With new restrictions, outings as a year group have become uncommon for the students. However, by maintaining their traditions there was a refreshing sense of ‘normality’ for the students.

“It’s definitely strange, but it’s good to still have a bit of normality — the fact that we did it as a group and we weren’t doing it alone, like most stuff we have to do at the moment,” said Transition Year student, Ali McCarthy, who usually takes part in the mini-marathon with her aunt.

“From some ends of the day to another, we don’t see the rest of the groups, so it was really enjoyable to get together with everyone,” she said.

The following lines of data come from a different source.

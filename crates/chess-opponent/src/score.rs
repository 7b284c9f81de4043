//! Score representation and mate sentinels.

/// Centipawn score. Positive values favor White unless a function documents
/// that it returns a mover-relative score.
pub type Score = i32;

/// Score of the side to move being mated on the current ply.
pub const MATE: Score = 100_000;

/// Scores at or beyond this magnitude are forced mates.
pub const MATE_THRESHOLD: Score = MATE - 1_000;

/// Wider than any reachable score; used as the initial search window.
pub const INFINITY: Score = MATE + 1;

/// Mover-relative score given to a node whose evaluation failed.
///
/// Worse than any material imbalance but still inside the mate threshold,
/// so a genuine forced mate always dominates it.
pub const EVAL_FAILURE_PENALTY: Score = -20_000;

/// Score for the side to move when it is mated `ply` half-moves from the root.
#[inline]
pub const fn mated_in(ply: u32) -> Score {
    -(MATE - ply as Score)
}

#[inline]
pub const fn is_mate(score: Score) -> bool {
    score >= MATE_THRESHOLD || score <= -MATE_THRESHOLD
}

/// Number of plies until the mate, if `score` is a mate score.
pub fn mate_distance(score: Score) -> Option<u32> {
    if is_mate(score) {
        Some((MATE - score.abs()) as u32)
    } else {
        None
    }
}
//! Zobrist keys for position identification.
//!
//! The board's repetition history stores one hash per ply; see
//! [`crate::Position::zobrist_hash`].

use chess_core::{Color, Piece, Square};

/// Zobrist hash keys, generated at compile time from a fixed seed.
pub struct ZobristKeys {
    /// Keys for pieces: [piece][color][square]
    pieces: [[[u64; 64]; 2]; 6],
    /// XORed in when Black is to move.
    pub black_to_move: u64,
    castling: [u64; 4],
    en_passant: [u64; 8],
}

const fn xorshift(state: u64) -> u64 {
    let mut x = state;
    x ^= x << 13;
    x ^= x >> 7;
    x ^= x << 17;
    x
}

impl ZobristKeys {
    const fn new() -> Self {
        let mut state = 0x9E37_79B9_7F4A_7C15u64;
        let mut pieces = [[[0u64; 64]; 2]; 6];
        let mut castling = [0u64; 4];
        let mut en_passant = [0u64; 8];

        let mut piece = 0;
        while piece < 6 {
            let mut color = 0;
            while color < 2 {
                let mut square = 0;
                while square < 64 {
                    state = xorshift(state);
                    pieces[piece][color][square] = state;
                    square += 1;
                }
                color += 1;
            }
            piece += 1;
        }

        state = xorshift(state);
        let black_to_move = state;

        let mut i = 0;
        while i < 4 {
            state = xorshift(state);
            castling[i] = state;
            i += 1;
        }

        let mut i = 0;
        while i < 8 {
            state = xorshift(state);
            en_passant[i] = state;
            i += 1;
        }

        ZobristKeys {
            pieces,
            black_to_move,
            castling,
            en_passant,
        }
    }

    #[inline]
    pub const fn piece_key(&self, piece: Piece, color: Color, square: Square) -> u64 {
        self.pieces[piece.index()][color.index()][square.index() as usize]
    }

    /// Returns the key for castling-right bit `right` (0-3).
    #[inline]
    pub const fn castling_key(&self, right: usize) -> u64 {
        self.castling[right]
    }

    /// Returns the key for an en passant file (0-7).
    #[inline]
    pub const fn en_passant_key(&self, file: usize) -> u64 {
        self.en_passant[file]
    }
}

pub static ZOBRIST: ZobristKeys = ZobristKeys::new();
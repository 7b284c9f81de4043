use chess_core::{FenError, Square};
use thiserror::Error;

/// Errors raised by the rules engine.
#[derive(Debug, Error, Clone, PartialEq, Eq)]
pub enum RulesError {
    #[error("illegal move: {0}")]
    IllegalMove(String),

    #[error("no piece of the side to move on {0}")]
    NoPieceToMove(Square),

    #[error("no move to undo")]
    NothingToUndo,

    #[error("invalid UCI move: {0}")]
    InvalidUci(String),

    #[error(transparent)]
    Fen(#[from] FenError),
}
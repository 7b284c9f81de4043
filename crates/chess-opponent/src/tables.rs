//! Evaluation weights.
//!
//! Piece-square tables are written the way a board diagram reads: the first
//! row is the eighth rank, from White's point of view. Black looks them up
//! through its relative rank, so both colors share one set of tables.

use chess_core::{Color, Piece, Square};

/// Piece values in centipawns, indexed by [`Piece::index`].
///
/// The king's value only marks it as beyond any trade; it never enters the
/// material sum.
pub const PIECE_VALUES: [i32; 6] = [100, 320, 330, 500, 900, 20_000];

pub const DOUBLED_PAWN_PENALTY: i32 = 20;
pub const ISOLATED_PAWN_PENALTY: i32 = 15;

/// Passed pawn bonus by rank relative to the pawn's owner.
pub const PASSED_PAWN_BONUS: [i32; 8] = [0, 5, 10, 20, 35, 60, 100, 0];

/// Applied against the side to move when it is in check.
pub const CHECK_PENALTY: i32 = 30;

pub const MOBILITY_WEIGHT: i32 = 1;

/// Per friendly pawn on the rank directly in front of the king.
pub const KING_SHELTER_BONUS: i32 = 10;

/// Middlegame penalty for a king standing on d4, e4, d5 or e5.
pub const CENTRAL_KING_PENALTY: i32 = 20;

/// Middlegame bonus for a king still on its own back rank.
pub const BACK_RANK_KING_BONUS: i32 = 10;

/// Non-king material (both sides) at or below which the king switches to the
/// endgame table.
pub const ENDGAME_MATERIAL_THRESHOLD: i32 = 2_600;

#[inline]
pub const fn piece_value(piece: Piece) -> i32 {
    PIECE_VALUES[piece.index()]
}

#[rustfmt::skip]
pub const PAWN_PST: [i32; 64] = [
     0,  0,  0,  0,  0,  0,  0,  0,
    50, 50, 50, 50, 50, 50, 50, 50,
    10, 10, 20, 30, 30, 20, 10, 10,
     5,  5, 10, 25, 25, 10,  5,  5,
     0,  0,  0, 20, 20,  0,  0,  0,
     5, -5,-10,  0,  0,-10, -5,  5,
     5, 10, 10,-20,-20, 10, 10,  5,
     0,  0,  0,  0,  0,  0,  0,  0,
];

#[rustfmt::skip]
pub const KNIGHT_PST: [i32; 64] = [
    -50,-40,-30,-30,-30,-30,-40,-50,
    -40,-20,  0,  0,  0,  0,-20,-40,
    -30,  0, 10, 15, 15, 10,  0,-30,
    -30,  5, 15, 20, 20, 15,  5,-30,
    -30,  0, 15, 20, 20, 15,  0,-30,
    -30,  5, 10, 15, 15, 10,  5,-30,
    -40,-20,  0,  5,  5,  0,-20,-40,
    -50,-40,-30,-30,-30,-30,-40,-50,
];

#[rustfmt::skip]
pub const BISHOP_PST: [i32; 64] = [
    -20,-10,-10,-10,-10,-10,-10,-20,
    -10,  0,  0,  0,  0,  0,  0,-10,
    -10,  0,  5, 10, 10,  5,  0,-10,
    -10,  5,  5, 10, 10,  5,  5,-10,
    -10,  0, 10, 10, 10, 10,  0,-10,
    -10, 10, 10, 10, 10, 10, 10,-10,
    -10,  5,  0,  0,  0,  0,  5,-10,
    -20,-10,-10,-10,-10,-10,-10,-20,
];

#[rustfmt::skip]
pub const ROOK_PST: [i32; 64] = [
     0,  0,  0,  0,  0,  0,  0,  0,
     5, 10, 10, 10, 10, 10, 10,  5,
    -5,  0,  0,  0,  0,  0,  0, -5,
    -5,  0,  0,  0,  0,  0,  0, -5,
    -5,  0,  0,  0,  0,  0,  0, -5,
    -5,  0,  0,  0,  0,  0,  0, -5,
    -5,  0,  0,  0,  0,  0,  0, -5,
     0,  0,  0,  5,  5,  0,  0,  0,
];

#[rustfmt::skip]
pub const QUEEN_PST: [i32; 64] = [
    -20,-10,-10, -5, -5,-10,-10,-20,
    -10,  0,  0,  0,  0,  0,  0,-10,
    -10,  0,  5,  5,  5,  5,  0,-10,
     -5,  0,  5,  5,  5,  5,  0, -5,
      0,  0,  5,  5,  5,  5,  0,  0,
    -10,  5,  5,  5,  5,  5,  0,-10,
    -10,  0,  5,  0,  0,  0,  0,-10,
    -20,-10,-10, -5, -5,-10,-10,-20,
];

#[rustfmt::skip]
pub const KING_MIDDLEGAME_PST: [i32; 64] = [
    -30,-40,-40,-50,-50,-40,-40,-30,
    -30,-40,-40,-50,-50,-40,-40,-30,
    -30,-40,-40,-50,-50,-40,-40,-30,
    -30,-40,-40,-50,-50,-40,-40,-30,
    -20,-30,-30,-40,-40,-30,-30,-20,
    -10,-20,-20,-20,-20,-20,-20,-10,
     20, 20,  0,  0,  0,  0, 20, 20,
     20, 30, 10,  0,  0, 10, 30, 20,
];

#[rustfmt::skip]
pub const KING_ENDGAME_PST: [i32; 64] = [
    -50,-40,-30,-20,-20,-30,-40,-50,
    -30,-20,-10,  0,  0,-10,-20,-30,
    -30,-10, 20, 30, 30, 20,-10,-30,
    -30,-10, 30, 40, 40, 30,-10,-30,
    -30,-10, 30, 40, 40, 30,-10,-30,
    -30,-10, 20, 30, 30, 20,-10,-30,
    -30,-30,  0,  0,  0,  0,-30,-30,
    -50,-30,-30,-30,-30,-30,-30,-50,
];

/// Table index of `sq` for a piece owned by `color`.
#[inline]
pub const fn pst_index(sq: Square, color: Color) -> usize {
    let rank = sq.rank().relative_to(color).index() as usize;
    (7 - rank) * 8 + sq.file().index() as usize
}

/// Piece-square bonus for a non-king piece, or for the king in the
/// middlegame unless `endgame` is set.
pub fn pst_value(piece: Piece, sq: Square, color: Color, endgame: bool) -> i32 {
    let table = match piece {
        Piece::Pawn => &PAWN_PST,
        Piece::Knight => &KNIGHT_PST,
        Piece::Bishop => &BISHOP_PST,
        Piece::Rook => &ROOK_PST,
        Piece::Queen => &QUEEN_PST,
        Piece::King if endgame => &KING_ENDGAME_PST,
        Piece::King => &KING_MIDDLEGAME_PST,
    };
    table[pst_index(sq, color)]
}

#[cfg(test)]
mod tests {
    use super::*;

    fn sq(s: &str) -> Square {
        Square::from_algebraic(s).unwrap()
    }

    #[test]
    fn index_reads_like_a_diagram() {
        assert_eq!(pst_index(Square::A8, Color::White), 0);
        assert_eq!(pst_index(Square::H1, Color::White), 63);
        assert_eq!(pst_index(Square::A1, Color::Black), 0);
        assert_eq!(pst_index(Square::H8, Color::Black), 63);
    }

    #[test]
    fn colors_share_tables_through_the_mirror() {
        for square in Square::all() {
            for piece in Piece::ALL {
                for endgame in [false, true] {
                    assert_eq!(
                        pst_value(piece, square, Color::White, endgame),
                        pst_value(piece, square.flip_rank(), Color::Black, endgame),
                    );
                }
            }
        }
    }

    #[test]
    fn known_entries() {
        assert_eq!(pst_value(Piece::Pawn, sq("d2"), Color::White, false), -20);
        assert_eq!(pst_value(Piece::Pawn, sq("e7"), Color::Black, false), -20);
        assert_eq!(pst_value(Piece::Knight, sq("e4"), Color::White, false), 20);
        assert_eq!(pst_value(Piece::King, sq("g1"), Color::White, false), 30);
        assert_eq!(pst_value(Piece::King, sq("g8"), Color::Black, false), 30);
        assert_eq!(pst_value(Piece::King, sq("e4"), Color::White, true), 40);
        assert_eq!(pst_value(Piece::Rook, sq("a7"), Color::White, false), 5);
    }

    #[test]
    fn values_are_ordered() {
        assert!(PIECE_VALUES.windows(2).all(|w| w[0] < w[1]));
        assert_eq!(piece_value(Piece::Queen), 900);
    }
}
#[cfg(test)]
mod tests {
    use super::*;

    fn sq(s: &str) -> Square {
        Square::from_algebraic(s).unwrap()
    }

    fn find(moves: &MoveList, uci: &str) -> Option<Move> {
        moves.iter().copied().find(|m| m.to_uci() == uci)
    }

    #[test]
    fn movelist_push_and_index() {
        let mut list = MoveList::new();
        assert!(list.is_empty());
        let m1 = Move::normal(sq("e2"), sq("e4"));
        let m2 = Move::normal(sq("d2"), sq("d4"));
        list.push(m1);
        list.push(m2);
        assert_eq!(list.len(), 2);
        assert_eq!(list[0], m1);
        assert_eq!(list.to_vec(), vec![m1, m2]);
    }

    #[test]
    fn startpos_has_twenty_moves() {
        let moves = generate_moves(&Position::startpos());
        assert_eq!(moves.len(), 20);
        assert!(moves.iter().all(|m| m.piece().is_some()));
        assert!(moves.iter().all(|m| !m.is_capture() && !m.gives_check()));
    }

    #[test]
    fn captures_are_annotated_with_victim() {
        let pos =
            Position::from_fen("rnbqkbnr/ppp1pppp/8/3p4/4P3/8/PPPP1PPP/RNBQKBNR w KQkq - 0 2")
                .unwrap();
        let moves = generate_moves(&pos);
        let exd5 = find(&moves, "e4d5").unwrap();
        assert_eq!(exd5.piece(), Some(Piece::Pawn));
        assert_eq!(exd5.captured(), Some(Piece::Pawn));
        assert_eq!(moves.iter().filter(|m| m.is_capture()).count(), 1);
    }

    #[test]
    fn checks_are_annotated() {
        let pos = Position::from_fen("4k3/8/8/8/8/8/8/R3K3 w - - 0 1").unwrap();
        let moves = generate_moves(&pos);
        assert!(find(&moves, "a1a8").unwrap().gives_check());
        assert!(!find(&moves, "a1a7").unwrap().gives_check());
        assert_eq!(moves.iter().filter(|m| m.gives_check()).count(), 1);
    }

    #[test]
    fn en_passant_is_a_pawn_capture() {
        let pos =
            Position::from_fen("rnbqkbnr/pppp1ppp/8/4pP2/8/8/PPPPP1PP/RNBQKBNR w KQkq e6 0 1")
                .unwrap();
        let moves = generate_moves(&pos);
        let ep = moves
            .iter()
            .copied()
            .find(|m| m.flag() == MoveFlag::EnPassant)
            .unwrap();
        assert_eq!(ep.captured(), Some(Piece::Pawn));

        let next = make_move(&pos, ep).unwrap();
        assert_eq!(next.piece_at(sq("e5")), None);
        assert_eq!(next.piece_at(sq("e6")), Some((Piece::Pawn, Color::White)));
    }

    #[test]
    fn promotions_generate_four_moves() {
        let pos = Position::from_fen("8/P7/8/8/8/8/8/4K2k w - - 0 1").unwrap();
        let moves = generate_moves(&pos);
        let promos: Vec<Move> = moves.iter().copied().filter(|m| m.promotion().is_some()).collect();
        assert_eq!(promos.len(), 4);
        assert!(promos.iter().all(|m| m.piece() == Some(Piece::Pawn)));
    }

    #[test]
    fn castling_both_sides() {
        let pos = Position::from_fen("r3k2r/pppppppp/8/8/8/8/PPPPPPPP/R3K2R w KQkq - 0 1").unwrap();
        let moves = generate_moves(&pos);
        assert!(moves.iter().any(|m| m.flag() == MoveFlag::CastleKingside));
        assert!(moves.iter().any(|m| m.flag() == MoveFlag::CastleQueenside));

        let castled = make_move(&pos, find(&moves, "e1c1").unwrap()).unwrap();
        assert_eq!(castled.piece_at(Square::D1), Some((Piece::Rook, Color::White)));
        assert_eq!(castled.piece_at(Square::A1), None);
        assert!(!castled.castling.can_castle_kingside(Color::White));
        assert!(castled.castling.can_castle_kingside(Color::Black));
    }

    #[test]
    fn no_castling_through_attacked_square() {
        let pos = Position::from_fen("r3k2r/pppp1ppp/8/8/8/8/PPPP1P1P/R3K2R w KQkq - 0 1").unwrap();
        let attacked =
            Position::from_fen("r3k2r/pppp1ppp/8/6r1/8/8/PPPP1P1P/R3K2R w KQkq - 0 1").unwrap();
        assert!(generate_moves(&pos)
            .iter()
            .any(|m| m.flag() == MoveFlag::CastleKingside));
        assert!(!generate_moves(&attacked)
            .iter()
            .any(|m| m.flag() == MoveFlag::CastleKingside));
    }

    #[test]
    fn no_castling_without_rook() {
        let pos = Position::from_fen("4k3/8/8/8/8/8/8/4K3 w KQ - 0 1").unwrap();
        assert!(!generate_moves(&pos).iter().any(|m| m.flag().is_castling()));
    }

    #[test]
    fn pinned_piece_cannot_move() {
        let pos = Position::from_fen("4r1k1/8/8/8/8/8/4N3/4K3 w - - 0 1").unwrap();
        let moves = generate_moves(&pos);
        assert!(moves.iter().all(|m| m.from() != sq("e2")));
    }

    #[test]
    fn has_legal_move_agrees_with_generation() {
        let stalemate = Position::from_fen("7k/5Q2/6K1/8/8/8/8/8 b - - 0 1").unwrap();
        assert!(!has_legal_move(&stalemate));
        assert!(generate_moves(&stalemate).is_empty());
        assert!(has_legal_move(&Position::startpos()));
    }

    #[test]
    fn make_move_updates_state() {
        let pos = Position::startpos();
        let m = Move::new(sq("e2"), sq("e4"), MoveFlag::DoublePush);
        let next = make_move(&pos, m).unwrap();
        assert_eq!(next.side_to_move, Color::Black);
        assert_eq!(next.piece_at(sq("e4")), Some((Piece::Pawn, Color::White)));
        assert_eq!(next.piece_at(sq("e2")), None);
        assert_eq!(next.en_passant, Some(sq("e3")));
        assert_eq!(next.halfmove_clock, 0);
    }

    #[test]
    fn make_move_rejects_wrong_origin() {
        let pos = Position::startpos();
        assert_eq!(
            make_move(&pos, Move::normal(sq("e4"), sq("e5"))),
            Err(RulesError::NoPieceToMove(sq("e4")))
        );
        assert_eq!(
            make_move(&pos, Move::normal(sq("e7"), sq("e5"))),
            Err(RulesError::NoPieceToMove(sq("e7")))
        );
        assert!(matches!(
            make_move(&pos, Move::normal(Square::A1, Square::A1.offset(0, 1).unwrap())),
            Err(RulesError::IllegalMove(_))
        ));
    }

    #[test]
    fn square_attack_queries() {
        let pos = Position::startpos();
        assert!(is_square_attacked(&pos, sq("e3"), Color::White));
        assert!(!is_square_attacked(&pos, sq("e4"), Color::White));
        assert!(!is_king_attacked(&pos, Color::White));
        assert!(!is_king_attacked(&Position::empty(), Color::Black));
    }
}
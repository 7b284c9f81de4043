//! The capabilities the opponent needs from a rules engine.

use chess_core::{Color, Move, Piece, Square};
use chess_rules::{Board, RulesError};

/// A mutable, navigable chess position.
///
/// The search owns the position exclusively for the duration of a call and
/// relies on one guarantee: after any sequence of successful `apply_move`
/// calls followed by the same number of successful `undo_move` calls, the
/// observable state is unchanged.
///
/// Enumeration, apply and undo are fallible so that a misbehaving rules
/// engine surfaces as an error the opponent can recover from.
pub trait GamePosition {
    fn side_to_move(&self) -> Color;

    /// Legal moves in any order, annotated with the moving piece, the
    /// captured piece and whether they give check.
    fn legal_moves(&self) -> Result<Vec<Move>, RulesError>;

    fn apply_move(&mut self, m: Move) -> Result<(), RulesError>;

    fn undo_move(&mut self) -> Result<(), RulesError>;

    fn is_check(&self) -> bool;

    fn is_checkmate(&self) -> bool;

    fn is_stalemate(&self) -> bool;

    /// Any drawn state, stalemate included.
    fn is_draw(&self) -> bool;

    fn piece_at(&self, sq: Square) -> Option<(Piece, Color)>;
}

impl GamePosition for Board {
    #[inline]
    fn side_to_move(&self) -> Color {
        Board::side_to_move(self)
    }

    fn legal_moves(&self) -> Result<Vec<Move>, RulesError> {
        Ok(Board::legal_moves(self).to_vec())
    }

    fn apply_move(&mut self, m: Move) -> Result<(), RulesError> {
        Board::apply_move(self, m)
    }

    fn undo_move(&mut self) -> Result<(), RulesError> {
        Board::undo_move(self)
    }

    fn is_check(&self) -> bool {
        Board::is_check(self)
    }

    fn is_checkmate(&self) -> bool {
        Board::is_checkmate(self)
    }

    fn is_stalemate(&self) -> bool {
        Board::is_stalemate(self)
    }

    fn is_draw(&self) -> bool {
        Board::is_draw(self)
    }

    #[inline]
    fn piece_at(&self, sq: Square) -> Option<(Piece, Color)> {
        Board::piece_at(self, sq)
    }
}

#[cfg(test)]
mod tests {
    use super::*;

    fn through_trait<P: GamePosition>(pos: &mut P) -> usize {
        let moves = pos.legal_moves().unwrap();
        pos.apply_move(moves[0]).unwrap();
        pos.undo_move().unwrap();
        moves.len()
    }

    #[test]
    fn board_implements_the_capabilities() {
        let mut board = Board::startpos();
        assert_eq!(through_trait(&mut board), 20);
        assert_eq!(GamePosition::side_to_move(&board), Color::White);
        assert_eq!(
            GamePosition::piece_at(&board, Square::E1),
            Some((Piece::King, Color::White))
        );
        assert!(GamePosition::undo_move(&mut board).is_err());
    }
}
//! Bot Opponent - picks a move for a position from the command line.
//!
//! Loads a position from FEN plus an optional list of UCI moves, runs the
//! opponent on the blocking pool and prints the decision as text or JSON.

use anyhow::Context;
use chess_opponent::{mate_distance, Opponent, OpponentPool, SearchConfig, SearchResult};
use chess_rules::Board;
use clap::Parser;
use std::path::PathBuf;
use std::time::Duration;
use tracing_subscriber::EnvFilter;

/// Bot Opponent - chooses a move with alpha-beta search.
#[derive(Parser)]
#[command(name = "bot-opponent")]
#[command(about = "Chooses a chess move with alpha-beta search")]
struct Args {
    /// Starting position in FEN (defaults to the standard start)
    #[arg(long)]
    fen: Option<String>,

    /// UCI moves to play from the starting position
    #[arg(long, num_args = 1..)]
    moves: Vec<String>,

    /// Search configuration TOML file
    #[arg(long)]
    config: Option<PathBuf>,

    /// Search exactly this many plies instead of choosing a depth
    #[arg(long)]
    depth: Option<u32>,

    /// Give up waiting for the search after this many milliseconds
    #[arg(long)]
    timeout_ms: Option<u64>,

    /// Print the result as JSON
    #[arg(long)]
    json: bool,
}

fn load_board(args: &Args) -> anyhow::Result<Board> {
    let mut board = match &args.fen {
        Some(fen) => Board::from_fen(fen).with_context(|| format!("invalid FEN: {fen}"))?,
        None => Board::startpos(),
    };
    for uci in &args.moves {
        board
            .play_uci(uci)
            .with_context(|| format!("cannot play {uci} in {}", board.to_fen()))?;
    }
    Ok(board)
}

fn load_config(args: &Args) -> anyhow::Result<SearchConfig> {
    let mut config = match &args.config {
        Some(path) => SearchConfig::load(path)
            .with_context(|| format!("cannot load config {}", path.display()))?,
        None => SearchConfig::default(),
    };
    if let Some(depth) = args.depth {
        config = config.with_fixed_depth(depth);
    }
    config.validate()?;
    Ok(config)
}

fn print_text(board: &Board, result: Option<&SearchResult>) {
    match result {
        Some(r) => {
            let score = match mate_distance(r.score) {
                Some(plies) if r.score > 0 => format!("mate +{plies}"),
                Some(plies) => format!("mate -{plies}"),
                None => r.score.to_string(),
            };
            println!(
                "bestmove {} score {} depth {} nodes {} ({:?})",
                r.best_move, score, r.depth, r.nodes, r.selection
            );
        }
        None if board.is_checkmate() => println!("bestmove (none) checkmate"),
        None if board.is_stalemate() => println!("bestmove (none) stalemate"),
        None => println!("bestmove (none)"),
    }
}

#[tokio::main]
async fn main() -> anyhow::Result<()> {
    tracing_subscriber::fmt()
        .with_env_filter(EnvFilter::from_default_env())
        .with_writer(std::io::stderr)
        .init();
    let args = Args::parse();

    let board = load_board(&args)?;
    let config = load_config(&args)?;
    tracing::info!("Position: {}", board.to_fen());
    tracing::debug!("Config: {:?}", config);

    let mut pool = OpponentPool::new(Opponent::new(config), 1);
    if let Some(ms) = args.timeout_ms {
        pool = pool.with_timeout(Duration::from_millis(ms));
    }
    let result = pool.select_move(board.clone()).await?;

    if args.json {
        println!("{}", serde_json::to_string(&result)?);
    } else {
        print_text(&board, result.as_ref());
    }
    Ok(())
}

The students completed the marathon in aid of the Schools and Health Foundation, a charity founded by Ms O’Brien and her brother in 2010 that helps the poor in Africa by funding the construction of schools and wells.

“We build them in very remote villages where there is no electricity, and no running water and no schools. We start from scratch in the very remote areas… so they have a chance for education and clean water,” said Ms O’Brien.

Transition year pupils from Scoil Mhuire, Wellington Road, Cork took part in The Echo Women’s Mini Marathon Virtual race, pictured at Fitzgerald's Park, Cork. (from left) Jane Ward, Robyn Deasy, Amy Brett and Abbie O'Sullivan.Pic; Larry Cummins
Transition year pupils from Scoil Mhuire, Wellington Road, Cork took part in The Echo Women’s Mini Marathon Virtual race, pictured at Fitzgerald's Park, Cork. (from left) Jane Ward, Robyn Deasy, Amy Brett and Abbie O'Sullivan.Pic; Larry Cummins

Like many charities, the Schools and Health Foundation have missed out on numerous opportunities to raise money this year.

“Normally we could do cake sales, or we could do draws, but we can’t have queues this year,” said Ms O’Brien.

“We would do a street collection coming up to St Patrick’s weekend but that was cancelled. Hopefully, it will come back next year, but that’s a huge fundraiser for us so we are struggling like every other charity, but we’ll continue.”

100% of the money raised from the mini-marathon will go towards the charity which has set up 13 schools across remote areas in Africa.

Traditionally, some senior students visit Africa with Ms O’Brien and the Schools and Health Foundation, and the entire school get involved by putting together care packages and school supplies for the children.

Ms O’Brien and the students remain hopeful that next year’s plans to visit will go ahead and they were glad to have had the chance to raise some money.

For the students who took part, the 6km walk was also a chance to come together and keep up the tradition of the Women’s Mini-Marathon.

“It was good to get out and get walking for a good cause,” added student Ali McCarthy.